To niewiele – po wprowadzeniu płatności liczba wydanych decyzji o przyznaniu płatności niezwiązanej do tytoniu wyniosła: ok. 13,7 tys. w latach 2007-2008; 13,5 tys. w 2009 r.; 13,4 tys. w latach 2010-2011 i ponad 13,7 tys. w 2012 r. W latach 2007-2012 wydatkowano na te płatności łącznie ponad 312 mln zł.
W 2023 na dopłaty do tytoniu Virginia przeznaczono 15 412 500 euro, a z pozostałych grup – 2 734 824,69 euro.
Dlaczego płatności są utrzymywane? „W Polsce tytoń tradycyjnie uprawiany jest w pięciu rejonach. Uprawa tytoniu przyczynia się do zachowania różnorodności upraw oraz ma duże znaczenie społeczno-gospodarcze. Bardzo często jest prowadzona na ziemiach słabej jakości, gdzie nie mogą rosnąć rośliny o większych wymaganiach. Uprawą tytoniu zajmują się w dużej części niewielkie, rodzinne gospodarstwa i uprawa ta stanowi dla nich źródło utrzymania” – tłumaczy MRiRW w odpowiedzi na interpelację poselską i zapewnia, że monitoruje bieżącą sytuację na rynku tytoniu. „Ma świadomość tego, że zmieniają się preferencje konsumentów i struktura spożywanych produktów z nikotyną na rzecz zamienników tradycyjnych papierosów, np. papierosów elektronicznych i podgrzewanych wyrobów tytoniowych. Wspiera działania mające na celu utrzymanie uprawy tytoniu w Polsce.
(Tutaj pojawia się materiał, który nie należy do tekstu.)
//! Text recognition of cropped cell images.
//!
//! The pipeline treats recognition as a collaborator behind a trait: any
//! engine that can turn a cell crop into a string plugs in. The bundled
//! [`TesseractRecognizer`] shells out to the Tesseract binary; tests
//! substitute in-process fakes.

pub mod tesseract;

pub use tesseract::TesseractRecognizer;

use crate::core::GridScanError;
use image::DynamicImage;

/// A recognizer that turns one cropped cell image into its text content.
///
/// Implementations must be shareable across threads so that cell crops can
/// be recognized in parallel. Failures should be returned as errors; the
/// pipeline downgrades them to empty cells rather than aborting the table.
pub trait CellRecognizer: Send + Sync {
    /// Recognizes the text visible in a single cell crop.
    fn recognize(&self, cell: &DynamicImage) -> Result<String, GridScanError>;
}
//! Geometric types for locating table cells.
//!
//! The locator works with axis-aligned bounding boxes in image coordinates:
//! top-left origin, `y` growing downward. Boxes are produced from contours,
//! consumed to crop cell images, and then discarded.

use imageproc::contours::Contour;
use serde::{Deserialize, Serialize};

/// An axis-aligned bounding box with top-left origin.
///
/// Width and height are always at least 1 for boxes built from contours.
#[derive(Debug, Clone, Copy, PartialEq, Eq, Serialize, Deserialize)]
pub struct BoundingBox {
    /// Leftmost column covered by the box.
    pub x: u32,
    /// Topmost row covered by the box.
    pub y: u32,
    /// Horizontal extent in pixels.
    pub width: u32,
    /// Vertical extent in pixels.
    pub height: u32,
}

impl BoundingBox {
    /// Creates a new BoundingBox from its top-left corner and extent.
    pub fn new(x: u32, y: u32, width: u32, height: u32) -> Self {
        Self {
            x,
            y,
            width,
            height,
        }
    }

    /// Creates a BoundingBox enclosing all points of a contour.
    ///
    /// Returns `None` for a contour without points.
    pub fn from_contour(contour: &Contour<u32>) -> Option<Self> {
        let first = contour.points.first()?;
        let mut min_x = first.x;
        let mut max_x = first.x;
        let mut min_y = first.y;
        let mut max_y = first.y;

        for point in &contour.points[1..] {
            min_x = min_x.min(point.x);
            max_x = max_x.max(point.x);
            min_y = min_y.min(point.y);
            max_y = max_y.max(point.y);
        }

        Some(Self {
            x: min_x,
            y: min_y,
            width: max_x - min_x + 1,
            height: max_y - min_y + 1,
        })
    }

    /// The leftmost column covered by the box.
    pub fn left(&self) -> u32 {
        self.x
    }

    /// The topmost row covered by the box.
    pub fn top(&self) -> u32 {
        self.y
    }

    /// One past the rightmost column covered by the box.
    pub fn right(&self) -> u32 {
        self.x + self.width
    }

    /// One past the bottommost row covered by the box.
    pub fn bottom(&self) -> u32 {
        self.y + self.height
    }

    /// The covered area in pixels.
    pub fn area(&self) -> u64 {
        u64::from(self.width) * u64::from(self.height)
    }
}

#[cfg(test)]
mod tests {
    use super::*;
    use imageproc::contours::BorderType;
    use imageproc::point::Point;

    fn contour_of(points: &[(u32, u32)]) -> Contour<u32> {
        Contour {
            points: points.iter().map(|&(x, y)| Point::new(x, y)).collect(),
            border_type: BorderType::Outer,
            parent: None,
        }
    }

    #[test]
    fn from_contour_encloses_all_points() {
        let contour = contour_of(&[(4, 7), (9, 7), (9, 12), (4, 12)]);
        let bbox = BoundingBox::from_contour(&contour).unwrap();
        assert_eq!(bbox, BoundingBox::new(4, 7, 6, 6));
        assert_eq!(bbox.right(), 10);
        assert_eq!(bbox.bottom(), 13);
    }

    #[test]
    fn from_contour_single_point_has_unit_extent() {
        let contour = contour_of(&[(3, 5)]);
        let bbox = BoundingBox::from_contour(&contour).unwrap();
        assert_eq!(bbox.width, 1);
        assert_eq!(bbox.height, 1);
        assert_eq!(bbox.area(), 1);
    }

    #[test]
    fn from_contour_empty_is_none() {
        let contour = contour_of(&[]);
        assert!(BoundingBox::from_contour(&contour).is_none());
    }
}
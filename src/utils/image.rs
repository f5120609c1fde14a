//! Utility functions for image handling.
//!
//! This module provides the conversions the pipeline stages need: collapsing
//! a color image to single-channel intensity and cropping a located cell out
//! of the source image.

use crate::domain::BoundingBox;
use image::{imageops, GrayImage, RgbImage};

/// Converts a color image to single-channel intensity.
///
/// # Arguments
///
/// * `image` - The color image to convert
///
/// # Returns
///
/// * `GrayImage` - The luma image with the same dimensions
pub fn to_grayscale(image: &RgbImage) -> GrayImage {
    imageops::grayscale(image)
}

/// Crops the region covered by a bounding box out of an image.
///
/// The region is clipped to the image bounds, so a box produced from a mask
/// with the same dimensions always crops cleanly.
///
/// # Arguments
///
/// * `image` - The source image
/// * `bbox` - The region to cut out
///
/// # Returns
///
/// * `RgbImage` - An owned copy of the covered pixels
pub fn crop_box(image: &RgbImage, bbox: &BoundingBox) -> RgbImage {
    imageops::crop_imm(image, bbox.x, bbox.y, bbox.width, bbox.height).to_image()
}
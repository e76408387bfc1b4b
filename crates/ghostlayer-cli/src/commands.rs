//! Subcommand handlers

use anyhow::Context;
use ghostlayer_core::{Category, Match, WhitelistEntry};
use ghostlayer_redact::{find_tags, restore, validate_custom_pattern_with};
use ghostlayer_session::{JsonFileRuleStore, Session};
use std::path::Path;
use tokio::io::AsyncReadExt;
use tracing::{info, warn};

use crate::config::AppConfig;
use crate::{Commands, PatternCommand, RuleCommand, WhitelistCommand};

pub(crate) async fn run(command: Commands, config: &AppConfig) -> anyhow::Result<()> {
    match command {
        Commands::Detect { input, json } => {
            let session = analyze(config, input.as_deref()).await?;
            if json {
                println!("{}", serde_json::to_string_pretty(session.matches())?);
            } else {
                for m in session.matches() {
                    println!("{}", format_match(m));
                }
            }
        }
        Commands::Redact { input, matches_out } => {
            let session = analyze(config, input.as_deref()).await?;
            if let Some(path) = matches_out {
                let data = serde_json::to_vec_pretty(session.matches())?;
                tokio::fs::write(&path, data)
                    .await
                    .with_context(|| format!("Failed to write {}", path.display()))?;
                info!("Wrote {} matches to {}", session.matches().len(), path.display());
            }
            println!("{}", session.redacted_text());
        }
        Commands::Restore { matches, input } => {
            let output = restore_file(&matches, input.as_deref()).await?;
            println!("{}", output);
        }
        Commands::Stats { input } => {
            let session = analyze(config, input.as_deref()).await?;
            println!("{}", serde_json::to_string_pretty(&session.stats())?);
        }
        Commands::CheckPattern { pattern } => {
            let compiled = validate_custom_pattern_with(&pattern, &config.engine.safety)?;
            println!("Pattern accepted: {}", compiled.source);
        }
        Commands::Categories => {
            for category in Category::ALL {
                let meta = category.meta();
                println!("{:<22} {:<28} {}", meta.wire_name, meta.label, meta.style);
            }
        }
        Commands::Rule(command) => manage_rules(config, command).await?,
        Commands::Pattern(command) => manage_patterns(config, command).await?,
        Commands::Whitelist(command) => manage_whitelist(config, command).await?,
    }

    Ok(())
}

async fn open_session(config: &AppConfig) -> anyhow::Result<(Session, JsonFileRuleStore)> {
    let store = JsonFileRuleStore::new(config.store_path()?);
    let session = Session::load(config.session_config(), &store).await?;
    Ok((session, store))
}

/// Load the stored rules and run detection over the input
async fn analyze(config: &AppConfig, input: Option<&Path>) -> anyhow::Result<Session> {
    let text = read_input(input).await?;
    let (mut session, _) = open_session(config).await?;
    session.set_text(text);
    Ok(session)
}

async fn read_input(input: Option<&Path>) -> anyhow::Result<String> {
    match input {
        Some(path) => tokio::fs::read_to_string(path)
            .await
            .with_context(|| format!("Failed to read {}", path.display())),
        None => {
            let mut buffer = String::new();
            tokio::io::stdin()
                .read_to_string(&mut buffer)
                .await
                .context("Failed to read stdin")?;
            Ok(buffer)
        }
    }
}

async fn restore_file(matches_path: &Path, input: Option<&Path>) -> anyhow::Result<String> {
    let data = tokio::fs::read_to_string(matches_path)
        .await
        .with_context(|| format!("Failed to read {}", matches_path.display()))?;
    let matches: Vec<Match> = serde_json::from_str(&data)
        .with_context(|| format!("Invalid match list in {}", matches_path.display()))?;

    let tagged = read_input(input).await?;
    let output = restore(&tagged, &matches);

    let unresolved = find_tags(&output).len();
    if unresolved > 0 {
        warn!("{} tags had no matching original and were left as is", unresolved);
    }
    Ok(output)
}

async fn manage_rules(config: &AppConfig, command: RuleCommand) -> anyhow::Result<()> {
    let (mut session, store) = open_session(config).await?;

    match command {
        RuleCommand::Add { text, category } => match session.add_user_rule(&text, category) {
            Some(id) => println!("{}", id),
            None => {
                println!("Rule is empty or already exists");
                return Ok(());
            }
        },
        RuleCommand::List => {
            for rule in &session.rules().user_rules {
                println!(
                    "{} {} {:<14} {}",
                    rule.id,
                    enabled_marker(rule.enabled),
                    rule.category,
                    rule.text
                );
            }
            return Ok(());
        }
        RuleCommand::Toggle { id } => session.toggle_user_rule(&id)?,
        RuleCommand::Remove { id } => {
            let removed = session.remove_user_rule(&id)?;
            println!("Removed rule '{}'", removed.text);
        }
    }

    save(&session, &store).await
}

async fn manage_patterns(config: &AppConfig, command: PatternCommand) -> anyhow::Result<()> {
    let (mut session, store) = open_session(config).await?;

    match command {
        PatternCommand::Add {
            name,
            regex,
            category,
        } => {
            let id = session.add_custom_pattern(&name, &regex, category)?;
            println!("{}", id);
        }
        PatternCommand::List => {
            for pattern in &session.rules().custom_patterns {
                println!(
                    "{} {} {:<14} {:<20} {}",
                    pattern.id,
                    enabled_marker(pattern.active),
                    pattern.category,
                    pattern.name,
                    pattern.regex
                );
            }
            return Ok(());
        }
        PatternCommand::Toggle { id } => session.toggle_custom_pattern(&id)?,
        PatternCommand::Remove { id } => {
            let removed = session.remove_custom_pattern(&id)?;
            println!("Removed pattern '{}'", removed.name);
        }
    }

    save(&session, &store).await
}

async fn manage_whitelist(config: &AppConfig, command: WhitelistCommand) -> anyhow::Result<()> {
    let (mut session, store) = open_session(config).await?;

    let changed = match command {
        WhitelistCommand::Add { phrase } => session.add_to_whitelist(phrase),
        WhitelistCommand::AddCategory { category } => session.add_to_whitelist(category),
        WhitelistCommand::Remove { phrase } => {
            session.remove_from_whitelist(&WhitelistEntry::Phrase(phrase))
        }
        WhitelistCommand::RemoveCategory { category } => {
            session.remove_from_whitelist(&WhitelistEntry::Category(category))
        }
        WhitelistCommand::List => {
            for entry in &session.rules().whitelist {
                println!("{}", format_whitelist_entry(entry));
            }
            return Ok(());
        }
    };

    if !changed {
        println!("Whitelist unchanged");
        return Ok(());
    }
    save(&session, &store).await
}

/// Persist the rules and surface the session's notification on stderr
async fn save(session: &Session, store: &JsonFileRuleStore) -> anyhow::Result<()> {
    session.persist(store).await?;
    if let Some(notification) = session.notification() {
        eprintln!("{}", notification.message);
    }
    info!("Rule store updated at {}", store.path().display());
    Ok(())
}

fn enabled_marker(enabled: bool) -> &'static str {
    if enabled { "[on] " } else { "[off]" }
}

fn format_match(m: &Match) -> String {
    format!(
        "{:>6}..{:<6} {:<16} {:<20} {}",
        m.start,
        m.end,
        m.category,
        m.replacement_tag.as_deref().unwrap_or("-"),
        m.text
    )
}

fn format_whitelist_entry(entry: &WhitelistEntry) -> String {
    match entry {
        WhitelistEntry::Phrase(phrase) => format!("phrase   {}", phrase),
        WhitelistEntry::Category(category) => format!("category {}", category),
    }
}
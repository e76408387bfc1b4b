//! Identifier validators
//!
//! Pure predicates used to drop digit-pattern matches that cannot be real
//! identifiers. Every validator accepts the raw matched text, formatting
//! included, and strips non-digits itself.

use serde::{Deserialize, Serialize};

/// Signature shared by every validator wired into the pattern catalog
pub type Validator = fn(&str) -> bool;

/// Country whose identifier rules apply
#[derive(Debug, Clone, Copy, PartialEq, Eq, Hash, Serialize, Deserialize)]
#[serde(rename_all = "snake_case")]
pub enum CountryProfile {
    Kazakhstan,
    Russia,
    UnitedStates,
}

const INN10_COEFFICIENTS: [u32; 9] = [2, 4, 10, 3, 5, 9, 4, 6, 8];
const INN11_COEFFICIENTS: [u32; 10] = [7, 2, 4, 10, 3, 5, 9, 4, 6, 8];
const INN12_COEFFICIENTS: [u32; 11] = [3, 7, 2, 4, 10, 3, 5, 9, 4, 6, 8];

fn digits(text: &str) -> Vec<u32> {
    text.chars().filter_map(|c| c.to_digit(10)).collect()
}

/// Validate a card number with the Luhn algorithm
pub fn is_valid_card_number(number: &str) -> bool {
    let digits = digits(number);

    if digits.len() < 13 {
        return false;
    }

    let checksum: u32 = digits
        .iter()
        .rev()
        .enumerate()
        .map(|(i, &d)| {
            if i % 2 == 1 {
                let doubled = d * 2;
                if doubled > 9 { doubled - 9 } else { doubled }
            } else {
                d
            }
        })
        .sum();

    checksum.is_multiple_of(10)
}

/// Validate a national identity number for the given country
///
/// - Kazakhstan: IIN structure (embedded birth date and century digit)
/// - United States: SSN area/group/serial ranges
/// - Russia: internal passport shape (4-digit series + 6-digit number)
pub fn is_valid_national_id(id: &str, profile: CountryProfile) -> bool {
    match profile {
        CountryProfile::Kazakhstan => is_valid_kz_iin(id),
        CountryProfile::UnitedStates => is_valid_us_ssn(id),
        CountryProfile::Russia => digits(id).len() == 10,
    }
}

/// Validate a taxpayer number for the given country
///
/// - Russia: INN check digits (10 or 12 digits)
/// - Kazakhstan: the IIN doubles as the individual tax number
/// - United States: EIN shape (9 digits, prefix other than 00)
pub fn is_valid_tax_id(id: &str, profile: CountryProfile) -> bool {
    match profile {
        CountryProfile::Russia => is_valid_ru_inn(id),
        CountryProfile::Kazakhstan => is_valid_kz_iin(id),
        CountryProfile::UnitedStates => {
            let digits = digits(id);
            digits.len() == 9 && !(digits[0] == 0 && digits[1] == 0)
        }
    }
}

/// Kazakhstan IIN/BIN structural check
///
/// Only plausibility is checked: 12 digits, month 1-12, day 1-31 and a
/// century digit 1-6. The trailing check digit is not verified.
pub fn is_valid_kz_iin(iin: &str) -> bool {
    let d = digits(iin);
    if d.len() != 12 {
        return false;
    }

    let month = d[2] * 10 + d[3];
    let day = d[4] * 10 + d[5];
    let century = d[6];

    (1..=12).contains(&month) && (1..=31).contains(&day) && (1..=6).contains(&century)
}

/// Russian INN weighted-sum check
pub fn is_valid_ru_inn(inn: &str) -> bool {
    let d = digits(inn);

    match d.len() {
        10 => inn_check_digit(&d, &INN10_COEFFICIENTS) == d[9],
        12 => {
            inn_check_digit(&d, &INN11_COEFFICIENTS) == d[10]
                && inn_check_digit(&d, &INN12_COEFFICIENTS) == d[11]
        }
        _ => false,
    }
}

fn inn_check_digit(digits: &[u32], coefficients: &[u32]) -> u32 {
    let sum: u32 = coefficients
        .iter()
        .zip(digits)
        .map(|(c, d)| c * d)
        .sum();
    (sum % 11) % 10
}

/// US SSN range check
pub fn is_valid_us_ssn(ssn: &str) -> bool {
    let digits: String = ssn.chars().filter(|c| c.is_ascii_digit()).collect();

    if digits.len() != 9 {
        return false;
    }

    // All zeros in any group
    if digits.starts_with("000") || digits[3..5] == *"00" || digits[5..9] == *"0000" {
        return false;
    }

    // 666 and 9xx areas are never issued
    if digits.starts_with("666") || digits.starts_with('9') {
        return false;
    }

    true
}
Regularnie spotyka się z branżą.”
W Polsce zlokalizowane są fabryki należące do czterech koncernów tytoniowych i Ministerstwo Rolnictwa i Rozwoju Wsi „zabiega o zapewnienie zbytu dla polskiego surowca tytoniowego do fabryk zlokalizowanych na terenie naszego kraju”.
A co wynika na przyszłość dla tej branży?
„W dyskusjach na forum UE w odniesieniu do negocjacji umów o wolnym handlu Polska prezentuje postulat traktowania tytoniu jako jednego z produktów wrażliwych, dla których koncesje taryfowe w dostępie do rynku UE powinny być ograniczone.
W związku z obserwowanym na rynku trendem spadku spożycia papierosów na rzecz nowatorskich wyrobów tytoniowych (podgrzewanych wyrobów tytoniowych), w których polscy plantatorzy tytoniu upatrują szansy na przyszłość, Ministerstwo Rolnictwa i Rozwoju Wsi zwróciło się do Ministerstwa Rozwoju i Technologii z prośbą o analizę i rozważenie możliwości podjęcia działań w zakresie przyciągania do Polski inwestycji związanych z produkcją nowatorskich wyrobów tytoniowych.
Zaznaczyło jednocześnie, że bardzo istotnym powinno być uzależnianie wydawania zgód na nowe inwestycje od uzyskania gwarancji kupna polskiego surowca. Sprawa aktualnie jest w toku” – podaje MRiRW.